I still didn’t register much grasp, so L.T. said, “OK, it all started with a few of the world’s most magnificent wild animals — tigers, bears, elephants, rhinoceroses, musk deer. As a trial run, we decided to see what the rest of the world would do if China suddenly just started slaughtering these rare, beautiful creatures so we could turn their parts — bladders and penises, spleens, horns and glands — into fertility powders and asthma remedies, and those little pornographic figurines carved out of tusk ivory.”

I didn’t need to ask how the trial run was going.

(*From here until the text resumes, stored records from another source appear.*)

//! Tests for the construction and local search phases.

use super::*;
use crate::board::ConflictBoard;
use crate::termination::StepCountTermination;
use searchforge_test::{is_valid_n_queens, seeded_rng};

fn greedy_board(n: usize, seed: u64) -> ConflictBoard {
    let mut scope = SolverScope::with_rng(ConflictBoard::empty(n), seeded_rng(seed));
    scope.start_solving();
    GreedyConstructionPhase::new().solve(&mut scope);
    scope.into_parts().0
}

fn repair_scope(
    assignment: &[usize],
    limit: u64,
    seed: u64,
) -> SolverScope<rand_chacha::ChaCha8Rng> {
    let board = ConflictBoard::from_assignment(assignment).unwrap();
    let mut scope = SolverScope::with_rng(board, seeded_rng(seed));
    scope.start_solving();
    MinConflictsPhase::new(StepCountTermination::new(limit)).solve(&mut scope);
    scope
}

#[test]
fn test_greedy_fills_every_column() {
    for n in [0, 1, 4, 9, 30] {
        let board = greedy_board(n, n as u64);

        assert!(board.is_complete());
        assert_eq!(board.assignment().len(), n);
        assert!(board.assignment().iter().all(|&row| row < n));
        assert!(board.is_consistent());
    }
}

#[test]
fn test_greedy_picks_minimum_cost_rows() {
    let board = greedy_board(12, 4);

    // Replay the placements and check each one was a tied minimum.
    let mut replay = ConflictBoard::empty(12);
    for (col, &row) in board.assignment().iter().enumerate() {
        assert!(replay.min_conflict_rows(col).contains(&row), "column {col}");
        replay.place_queen(row);
    }
    assert_eq!(replay, board);
}

#[test]
fn test_greedy_records_phase_stats() {
    let mut scope = SolverScope::with_rng(ConflictBoard::empty(5), seeded_rng(0));
    scope.start_solving();
    GreedyConstructionPhase::new().solve(&mut scope);

    let stats = &scope.phase_stats()[0];
    assert_eq!(stats.phase_type, "GreedyConstruction");
    assert_eq!(stats.step_count, 5);
    assert_eq!(scope.total_step_count(), 5);
}

#[test]
fn test_repair_of_solved_board_takes_zero_steps() {
    let scope = repair_scope(&[1, 3, 0, 2], 1000, 0);

    assert_eq!(
        RepairOutcome::from_scope(&scope),
        RepairOutcome::Solved {
            assignment: vec![1, 3, 0, 2],
            steps: 0,
        }
    );
}

#[test]
fn test_unsolvable_boards_exhaust_exactly_the_budget() {
    for assignment in [vec![0, 0], vec![0, 1, 2]] {
        let scope = repair_scope(&assignment, 1000, 1);
        let outcome = RepairOutcome::from_scope(&scope);

        assert_eq!(outcome, RepairOutcome::Exhausted { steps: 1000 });
        assert_eq!(outcome.into_legacy(), (Vec::new(), -1));
        assert!(scope.board().is_consistent());
    }
}

#[test]
fn test_zero_budget_exhausts_before_checking_board() {
    let scope = repair_scope(&[1, 3, 0, 2], 0, 0);

    assert_eq!(
        RepairOutcome::from_scope(&scope),
        RepairOutcome::Exhausted { steps: 0 }
    );
}

#[test]
fn test_greedy_then_repair_four_queens() {
    for seed in 0..20 {
        let initial = greedy_board(4, seed);
        let scope = repair_scope(initial.assignment(), 1000, seed);
        let outcome = RepairOutcome::from_scope(&scope);

        assert!(outcome.is_solved(), "seed {seed}");
        assert!(outcome.steps() < 1000);
        assert!(is_valid_n_queens(outcome.assignment().unwrap()));
        assert!(scope.board().is_consistent());
    }
}

#[test]
fn test_repair_never_returns_conflicted_board() {
    for n in 4..=12 {
        for seed in 0..5 {
            let initial = greedy_board(n, seed);
            let scope = repair_scope(initial.assignment(), 1000, seed + 100);

            match RepairOutcome::from_scope(&scope) {
                RepairOutcome::Solved { assignment, steps } => {
                    assert!(is_valid_n_queens(&assignment), "n = {n}");
                    assert!(steps < 1000);
                }
                RepairOutcome::Exhausted { steps } => assert_eq!(steps, 1000),
            }
            assert!(scope.board().is_consistent());
        }
    }
}

#[test]
fn test_repair_stats() {
    let scope = repair_scope(&[0, 0, 0, 0], 1000, 3);
    let stats = &scope.phase_stats()[0];

    assert_eq!(stats.phase_type, "MinConflicts");
    assert_eq!(stats.step_count, scope.phase_step_count());
    assert_eq!(stats.samples_drawn - stats.samples_rejected, stats.step_count);
}

#[test]
fn test_incomplete_board_is_not_repaired() {
    let mut board = ConflictBoard::empty(4);
    board.place_queen(1);
    let mut scope = SolverScope::with_rng(board, seeded_rng(0));
    scope.start_solving();
    MinConflictsPhase::new(StepCountTermination::new(1000)).solve(&mut scope);

    assert!(scope.is_budget_exhausted());
    assert_eq!(scope.phase_step_count(), 0);
}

“Oh yeah. HUGE success,” L.T. replied, “For a while, we got pushback from a few environmentalists. But then we insisted that sautéeing tiger testicles and chugging bear bile are ancient Chinese traditions with profound religious meaning. We said Confucius ate a musk deer’s liver every day at breakfast. And who can argue with that? Now, the white rhino is virtually extinct and we figure the last tiger skin will be hanging on the woodshed wall by the end of this decade. Jumbo and Dumbo won’t be far behind.”

“But why,” I asked foolishly, “would the Chinese want to ‘use up’ every tiger and rhino on the face of the earth.”

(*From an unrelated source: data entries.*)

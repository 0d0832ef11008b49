//! 4-connected occupancy grid problem.

use rand::Rng;

use super::{ActionList, Heuristic, SearchProblem};
use crate::error::{Result, SearchForgeError};

/// Move on the grid.
#[derive(Debug, Clone, Copy, PartialEq, Eq, Hash)]
#[cfg_attr(feature = "serde", derive(serde::Serialize, serde::Deserialize))]
pub enum GridAction {
    Up,
    Down,
    Left,
    Right,
}

impl GridAction {
    pub const ALL: [GridAction; 4] = [
        GridAction::Up,
        GridAction::Down,
        GridAction::Left,
        GridAction::Right,
    ];

    fn delta(self) -> (isize, isize) {
        match self {
            GridAction::Up => (-1, 0),
            GridAction::Down => (1, 0),
            GridAction::Left => (0, -1),
            GridAction::Right => (0, 1),
        }
    }
}

/// Grid of free and occupied cells.
///
/// States are linear cell indices `row * cols + col`. Moving between two
/// free, edge-adjacent cells costs 1. The Manhattan distance is the
/// admissible heuristic.
#[derive(Debug, Clone)]
#[cfg_attr(feature = "serde", derive(serde::Serialize, serde::Deserialize))]
pub struct GridProblem {
    rows: usize,
    cols: usize,
    occupied: Vec<bool>,
    init_state: usize,
    goal_states: Vec<usize>,
}

impl GridProblem {
    /// Builds a grid problem from a row-major occupancy map.
    ///
    /// # Errors
    ///
    /// Returns [`SearchForgeError::InvalidProblem`] if the map size does not
    /// match `rows * cols`, an endpoint is out of range or occupied, or no
    /// goal is given.
    pub fn new(
        rows: usize,
        cols: usize,
        occupied: Vec<bool>,
        init_state: usize,
        goal_states: Vec<usize>,
    ) -> Result<Self> {
        if rows == 0 || cols == 0 {
            return Err(SearchForgeError::InvalidProblem(
                "grid must have at least one row and one column".to_string(),
            ));
        }
        if occupied.len() != rows * cols {
            return Err(SearchForgeError::InvalidProblem(format!(
                "occupancy map has {} cells, expected {}",
                occupied.len(),
                rows * cols
            )));
        }
        if goal_states.is_empty() {
            return Err(SearchForgeError::InvalidProblem(
                "at least one goal state is required".to_string(),
            ));
        }
        for &cell in std::iter::once(&init_state).chain(&goal_states) {
            match occupied.get(cell) {
                None => {
                    return Err(SearchForgeError::InvalidProblem(format!(
                        "cell {cell} is outside the {rows}x{cols} grid"
                    )))
                }
                Some(true) => {
                    return Err(SearchForgeError::InvalidProblem(format!(
                        "cell {cell} is occupied"
                    )))
                }
                Some(false) => {}
            }
        }

        Ok(Self {
            rows,
            cols,
            occupied,
            init_state,
            goal_states,
        })
    }

    /// Generates a random grid where each cell is occupied with probability
    /// `p_occ`. The top-left cell is the start and the bottom-right cell is
    /// the goal; both are always free.
    pub fn random<R: Rng + ?Sized>(p_occ: f64, rows: usize, cols: usize, rng: &mut R) -> Result<Self> {
        if !(0.0..=1.0).contains(&p_occ) {
            return Err(SearchForgeError::InvalidProblem(format!(
                "occupancy probability {p_occ} is not in [0, 1]"
            )));
        }
        let cells = rows * cols;
        let mut occupied: Vec<bool> = (0..cells).map(|_| rng.random_bool(p_occ)).collect();
        let goal = cells.saturating_sub(1);
        if let Some(start) = occupied.first_mut() {
            *start = false;
        }
        if let Some(end) = occupied.last_mut() {
            *end = false;
        }
        Self::new(rows, cols, occupied, 0, vec![goal])
    }

    pub fn rows(&self) -> usize {
        self.rows
    }

    pub fn cols(&self) -> usize {
        self.cols
    }

    /// Converts `(row, col)` to a state index.
    pub fn index(&self, row: usize, col: usize) -> usize {
        row * self.cols + col
    }

    /// Converts a state index to `(row, col)`.
    pub fn coords(&self, state: usize) -> (usize, usize) {
        (state / self.cols, state % self.cols)
    }

    /// Returns true if the cell is occupied or outside the grid.
    pub fn is_blocked(&self, state: usize) -> bool {
        self.occupied.get(state).copied().unwrap_or(true)
    }

    fn neighbor(&self, state: usize, action: GridAction) -> Option<usize> {
        let (row, col) = self.coords(state);
        let (dr, dc) = action.delta();
        let row = row.checked_add_signed(dr)?;
        let col = col.checked_add_signed(dc)?;
        if row >= self.rows || col >= self.cols {
            return None;
        }
        let next = self.index(row, col);
        (!self.is_blocked(next)).then_some(next)
    }

    /// Manhattan distance between two cells.
    pub fn manhattan(&self, a: usize, b: usize) -> u64 {
        let (ar, ac) = self.coords(a);
        let (br, bc) = self.coords(b);
        (ar.abs_diff(br) + ac.abs_diff(bc)) as u64
    }
}

impl SearchProblem for GridProblem {
    type State = usize;
    type Action = GridAction;
    type Cost = u64;

    fn init_state(&self) -> &usize {
        &self.init_state
    }

    fn goal_states(&self) -> &[usize] {
        &self.goal_states
    }

    fn actions(&self, state: &usize) -> ActionList<GridAction> {
        if self.is_blocked(*state) {
            return ActionList::new();
        }
        GridAction::ALL
            .into_iter()
            .filter(|&action| self.neighbor(*state, action).is_some())
            .collect()
    }

    fn successor(&self, state: &usize, action: &GridAction) -> (usize, u64) {
        // Actions come from `actions`, so the neighbor exists.
        let next = self.neighbor(*state, *action).unwrap_or(*state);
        (next, 1)
    }

    fn step_cost(&self, from: &usize, to: &usize) -> Option<u64> {
        (self.manhattan(*from, *to) == 1 && !self.is_blocked(*from) && !self.is_blocked(*to))
            .then_some(1)
    }
}

impl Heuristic for GridProblem {
    fn heuristic(&self, state: &usize, goal: &usize) -> u64 {
        self.manhattan(*state, *goal)
    }
}
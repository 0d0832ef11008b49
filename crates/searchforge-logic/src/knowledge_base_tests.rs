//! Tests for forward chaining.

use super::*;

fn clause(body: &[Symbol], conclusion: Symbol) -> DefiniteClause {
    DefiniteClause::new(body.iter().copied(), conclusion).unwrap()
}

fn sample_kb() -> KnowledgeBase {
    KnowledgeBase::new(
        &[1, 2, 9, 4, 5],
        vec![clause(&[1, 2], 9), clause(&[9, 4], 5), clause(&[1], 4)],
    )
    .unwrap()
}

#[test]
fn test_sample_entailment() {
    let kb = sample_kb();

    assert!(kb.entails(&[1, 2], 5).unwrap());
    assert!(kb.entails(&[1, 2], 9).unwrap());
}

#[test]
fn test_missing_premise() {
    let kb = sample_kb();

    assert!(!kb.entails(&[1], 5).unwrap());
    assert!(kb.entails(&[1], 4).unwrap());
}

#[test]
fn test_known_symbol_is_entailed() {
    assert!(sample_kb().entails(&[2], 2).unwrap());
}

#[test]
fn test_no_facts() {
    assert!(!sample_kb().entails(&[], 1).unwrap());
}

#[test]
fn test_infer_all() {
    let kb = sample_kb();

    let derived: Vec<Symbol> = kb.infer_all(&[1, 2]).unwrap().into_iter().collect();
    assert_eq!(derived, vec![1, 2, 4, 5, 9]);

    let derived: Vec<Symbol> = kb.infer_all(&[2]).unwrap().into_iter().collect();
    assert_eq!(derived, vec![2]);
}

#[test]
fn test_duplicate_body_symbols_fire() {
    let kb = KnowledgeBase::new(&[1, 2], vec![clause(&[1, 1, 1], 2)]).unwrap();

    assert!(kb.entails(&[1], 2).unwrap());
}

#[test]
fn test_duplicate_facts() {
    let kb = KnowledgeBase::new(&[1, 2, 3], vec![clause(&[1, 2], 3)]).unwrap();

    assert!(!kb.entails(&[1, 1, 1], 3).unwrap());
    assert!(kb.entails(&[1, 1, 2], 3).unwrap());
}

#[test]
fn test_cycle_terminates() {
    let kb = KnowledgeBase::new(
        &[1, 2, 3, 4],
        vec![clause(&[1], 2), clause(&[2], 3), clause(&[3], 1)],
    )
    .unwrap();

    assert!(kb.entails(&[1], 3).unwrap());
    assert!(!kb.entails(&[1], 4).unwrap());
}

#[test]
fn test_unknown_clause_symbol() {
    let err = KnowledgeBase::new(&[1, 2], vec![clause(&[1], 7)]).unwrap_err();

    assert_eq!(err, LogicError::UnknownSymbol(7));
}

#[test]
fn test_unknown_query_symbol() {
    let err = sample_kb().entails(&[1], 42).unwrap_err();

    assert_eq!(err, LogicError::UnknownSymbol(42));
    assert_eq!(err.to_string(), "Unknown symbol: 42");
}

#[test]
fn test_empty_body_rejected() {
    let err = DefiniteClause::new([], 3).unwrap_err();

    assert_eq!(err, LogicError::EmptyBody { conclusion: 3 });
}

#[test]
fn test_error_converts_to_search_forge_error() {
    let err: searchforge_core::SearchForgeError = LogicError::UnknownSymbol(5).into();

    assert!(err.to_string().contains("Unknown symbol: 5"));
}
//! N-Queens solver wiring the construction and local search phases.

use std::time::Duration;

use rand::Rng;
use searchforge_config::{SearchForgeConfig, DEFAULT_STEP_COUNT_LIMIT};
use searchforge_core::Result;
use tracing::info;

use crate::board::ConflictBoard;
use crate::phase::{GreedyConstructionPhase, MinConflictsPhase, Phase, RepairOutcome};
use crate::scope::SolverScope;
use crate::stats::PhaseStats;
use crate::termination::StepCountTermination;

/// Outcome of one solver run.
#[derive(Debug, Clone)]
pub struct NQueensResult {
    /// Board handed to the local search phase.
    pub initial: Vec<usize>,
    pub outcome: RepairOutcome,
    /// One entry per phase that ran, in order.
    pub phase_stats: Vec<PhaseStats>,
    pub elapsed: Duration,
}

impl NQueensResult {
    pub fn is_solved(&self) -> bool {
        self.outcome.is_solved()
    }

    /// Local search steps.
    pub fn steps(&self) -> u64 {
        self.outcome.steps()
    }
}

/// Greedy construction followed by min-conflicts repair.
///
/// The step cap comes from `[local_search] step_count_limit` and the RNG
/// seed from `random_seed`. The config is validated on construction.
///
/// # Example
///
/// ```
/// use searchforge_config::SearchForgeConfig;
/// use searchforge_solver::NQueensSolver;
///
/// let solver = NQueensSolver::new(SearchForgeConfig::default().with_random_seed(7)).unwrap();
/// let result = solver.solve(8);
///
/// if let Some(assignment) = result.outcome.assignment() {
///     assert_eq!(assignment.len(), 8);
/// }
/// ```
#[derive(Debug, Clone, Default)]
pub struct NQueensSolver {
    config: SearchForgeConfig,
}

impl NQueensSolver {
    /// # Errors
    ///
    /// Returns [`Config`](searchforge_core::SearchForgeError::Config) if
    /// [`SearchForgeConfig::validate`] rejects `config`, e.g. a zero step
    /// limit or reproducible mode without a seed.
    pub fn new(config: SearchForgeConfig) -> Result<Self> {
        config.validate()?;
        Ok(Self { config })
    }

    pub fn config(&self) -> &SearchForgeConfig {
        &self.config
    }

    /// Solves an `n x n` board with a scope-owned RNG.
    pub fn solve(&self, n: usize) -> NQueensResult {
        let scope = SolverScope::from_config(ConflictBoard::empty(n), &self.config);
        self.run(scope)
    }

    /// Solves an `n x n` board drawing from `rng`.
    pub fn solve_with_rng<R: Rng + ?Sized>(&self, n: usize, rng: &mut R) -> NQueensResult {
        self.run(SolverScope::with_rng(ConflictBoard::empty(n), rng))
    }

    /// Repairs a caller-supplied board; construction places nothing.
    ///
    /// # Errors
    ///
    /// Returns [`InvalidAssignment`](searchforge_core::SearchForgeError::InvalidAssignment)
    /// if a row is out of range.
    pub fn repair(&self, assignment: &[usize]) -> Result<NQueensResult> {
        let board = ConflictBoard::from_assignment(assignment)?;
        Ok(self.run(SolverScope::from_config(board, &self.config)))
    }

    fn run<R: Rng>(&self, mut scope: SolverScope<R>) -> NQueensResult {
        let step_count_limit = self.config.local_search.step_count_limit;
        info!(
            event = "solve_start",
            board_size = scope.board().size() as u64,
            placed = scope.board().placed() as u64,
            step_count_limit = step_count_limit,
        );
        scope.start_solving();

        GreedyConstructionPhase::new().solve(&mut scope);
        let initial = scope.board().assignment().to_vec();

        MinConflictsPhase::new(StepCountTermination::new(step_count_limit)).solve(&mut scope);
        let outcome = RepairOutcome::from_scope(&scope);
        let elapsed = scope.elapsed().unwrap_or_default();

        info!(
            event = "solve_end",
            solved = outcome.is_solved(),
            steps = outcome.steps(),
            total_steps = scope.total_step_count(),
            duration_ms = elapsed.as_millis() as u64,
        );

        let (_, phase_stats) = scope.into_parts();
        NQueensResult {
            initial,
            outcome,
            phase_stats,
            elapsed,
        }
    }
}

/// Builds an `n`-queen assignment greedily, one column at a time.
///
/// # Example
///
/// ```
/// let mut rng = rand::rng();
/// let assignment = searchforge_solver::initialize_greedy_n_queens(6, &mut rng);
/// assert_eq!(assignment.len(), 6);
/// ```
pub fn initialize_greedy_n_queens<R: Rng + ?Sized>(n: usize, rng: &mut R) -> Vec<usize> {
    let mut scope = SolverScope::with_rng(ConflictBoard::empty(n), rng);
    scope.start_solving();
    GreedyConstructionPhase::new().solve(&mut scope);
    let (board, _) = scope.into_parts();
    board.into_assignment()
}

/// Repairs `initialization` with min-conflicts under the default step cap.
///
/// # Errors
///
/// Returns [`InvalidAssignment`](searchforge_core::SearchForgeError::InvalidAssignment)
/// if a row is out of range.
pub fn min_conflicts_n_queens<R: Rng + ?Sized>(
    initialization: &[usize],
    rng: &mut R,
) -> Result<RepairOutcome> {
    let board = ConflictBoard::from_assignment(initialization)?;
    let mut scope = SolverScope::with_rng(board, rng);
    scope.start_solving();
    MinConflictsPhase::new(StepCountTermination::new(DEFAULT_STEP_COUNT_LIMIT)).solve(&mut scope);
    Ok(RepairOutcome::from_scope(&scope))
}

#[cfg(test)]
#[path = "solver_tests.rs"]
mod tests;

“Well, maybe you didn’t notice but, in China, we don’t have any tigers or rhinos,” said L.T. “And we figure if we don’t have ‘em, why should anybody else?”

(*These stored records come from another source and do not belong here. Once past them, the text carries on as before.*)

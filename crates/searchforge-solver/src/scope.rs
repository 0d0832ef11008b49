//! Solver-level scope.

use std::time::{Duration, Instant};

use rand::rngs::StdRng;
use rand::{Rng, SeedableRng};
use searchforge_config::SearchForgeConfig;

use crate::board::ConflictBoard;
use crate::stats::PhaseStats;

/// Working board, random source and counters shared by the phases of one
/// solve run.
///
/// Generic over the RNG so callers can lend their own (`&mut R` is an RNG
/// too); solver-owned scopes use [`StdRng`].
#[derive(Debug)]
pub struct SolverScope<R: Rng = StdRng> {
    board: ConflictBoard,
    rng: R,
    start_time: Option<Instant>,
    total_step_count: u64,
    phase_step_count: u64,
    budget_exhausted: bool,
    phase_stats: Vec<PhaseStats>,
}

impl SolverScope<StdRng> {
    pub fn new(board: ConflictBoard) -> Self {
        Self::with_rng(board, StdRng::from_os_rng())
    }

    pub fn with_seed(board: ConflictBoard, seed: u64) -> Self {
        Self::with_rng(board, StdRng::seed_from_u64(seed))
    }

    /// Seeds from `random_seed` when set, otherwise from the OS.
    pub fn from_config(board: ConflictBoard, config: &SearchForgeConfig) -> Self {
        match config.random_seed {
            Some(seed) => Self::with_seed(board, seed),
            None => Self::new(board),
        }
    }
}

impl<R: Rng> SolverScope<R> {
    pub fn with_rng(board: ConflictBoard, rng: R) -> Self {
        Self {
            board,
            rng,
            start_time: None,
            total_step_count: 0,
            phase_step_count: 0,
            budget_exhausted: false,
            phase_stats: Vec::new(),
        }
    }

    pub fn start_solving(&mut self) {
        self.start_time = Some(Instant::now());
        self.total_step_count = 0;
        self.phase_step_count = 0;
        self.budget_exhausted = false;
    }

    /// Resets the per-phase step counter and the budget flag.
    pub fn start_phase(&mut self) {
        self.phase_step_count = 0;
        self.budget_exhausted = false;
    }

    pub fn elapsed(&self) -> Option<Duration> {
        self.start_time.map(|t| t.elapsed())
    }

    pub fn board(&self) -> &ConflictBoard {
        &self.board
    }

    pub fn rng(&mut self) -> &mut R {
        &mut self.rng
    }

    /// Borrows the board and the RNG at once.
    pub fn board_and_rng(&mut self) -> (&mut ConflictBoard, &mut R) {
        (&mut self.board, &mut self.rng)
    }

    pub fn increment_step_count(&mut self) -> u64 {
        self.total_step_count += 1;
        self.phase_step_count += 1;
        self.total_step_count
    }

    pub fn total_step_count(&self) -> u64 {
        self.total_step_count
    }

    pub fn phase_step_count(&self) -> u64 {
        self.phase_step_count
    }

    /// Marks that a phase stopped on its termination condition before
    /// reaching a conflict-free board.
    pub fn mark_budget_exhausted(&mut self) {
        self.budget_exhausted = true;
    }

    pub fn is_budget_exhausted(&self) -> bool {
        self.budget_exhausted
    }

    pub fn record_phase(&mut self, stats: PhaseStats) {
        self.phase_stats.push(stats);
    }

    pub fn phase_stats(&self) -> &[PhaseStats] {
        &self.phase_stats
    }

    /// Index for the next phase to run.
    pub fn next_phase_index(&self) -> usize {
        self.phase_stats.len()
    }

    pub fn into_parts(self) -> (ConflictBoard, Vec<PhaseStats>) {
        (self.board, self.phase_stats)
    }
}

#[cfg(test)]
#[path = "scope_tests.rs"]
mod tests;
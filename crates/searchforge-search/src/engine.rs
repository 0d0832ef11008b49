//! Common search engine interface.

use std::fmt::Debug;

use searchforge_config::TrivialPathPolicy;
use searchforge_core::SearchProblem;
use tracing::{info, warn};

use crate::result::SearchResult;
use crate::stats::SearchStats;

/// A search algorithm over problems of type `P`.
///
/// Informed engines narrow `P` further (A* needs
/// [`Heuristic`](searchforge_core::Heuristic)).
pub trait SearchEngine<P: SearchProblem>: Debug {
    /// Runs one search from `problem.init_state()` to the designated goal.
    fn search(&mut self, problem: &P) -> SearchResult<P::State>;

    /// Returns the engine name used in log events.
    fn engine_name(&self) -> &'static str;
}

pub(crate) fn log_search_start<S: Debug>(engine: &'static str, init: &S, goal: Option<&S>) {
    info!(
        event = "search_start",
        engine = engine,
        init = ?init,
        goal = ?goal,
    );
}

pub(crate) fn log_search_end<S>(engine: &'static str, result: &SearchResult<S>) {
    info!(
        event = "search_end",
        engine = engine,
        solved = result.is_solved(),
        path_len = result.path.len() as u64,
        nodes_expanded = result.stats.nodes_expanded,
        nodes_generated = result.stats.nodes_generated,
        max_frontier_size = result.stats.max_frontier_size as u64,
        speed = result.stats.nodes_per_second(),
        duration_ms = result.stats.elapsed().as_millis() as u64,
    );
}

pub(crate) fn log_limit_reached(engine: &'static str, limit: Option<u64>) {
    warn!(
        event = "expansion_limit",
        engine = engine,
        limit = limit.unwrap_or_default(),
        "Expansion limit reached before the goal was found"
    );
}

/// Result for a search whose initial state already is the goal.
pub(crate) fn trivial_result<S: Clone>(
    policy: TrivialPathPolicy,
    init: &S,
    stats: SearchStats,
) -> SearchResult<S> {
    match policy {
        TrivialPathPolicy::SingleState => SearchResult::found(vec![init.clone()], stats),
        TrivialPathPolicy::Empty => SearchResult::not_found(stats),
    }
}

L.T. added, however, that — beyond sheer spite — the main reason the Chinese are wiping out endangered species is to condition the world to the idea of the Chinese wiping out everything else.

“We got away with tigers, right?” he said. “And rhinos. So, the next time around, if we decide to wipe out the entire world supply, of — for example — rare earth elements, we face a lot less flak. And once we’ve activated the Law of Diminishing Marginal Outrage, who’s gonna blink twice if suddenly there’s no timber in Brazil because we cut down every tree in the rainforest and turned ‘em into disposable chopsticks. And we can manage that, trust me! We got 1.5 billion Chinese people chucking away a dozen chopsticks every day. Not to mention the export market — Japan, Korea, Manhattan…”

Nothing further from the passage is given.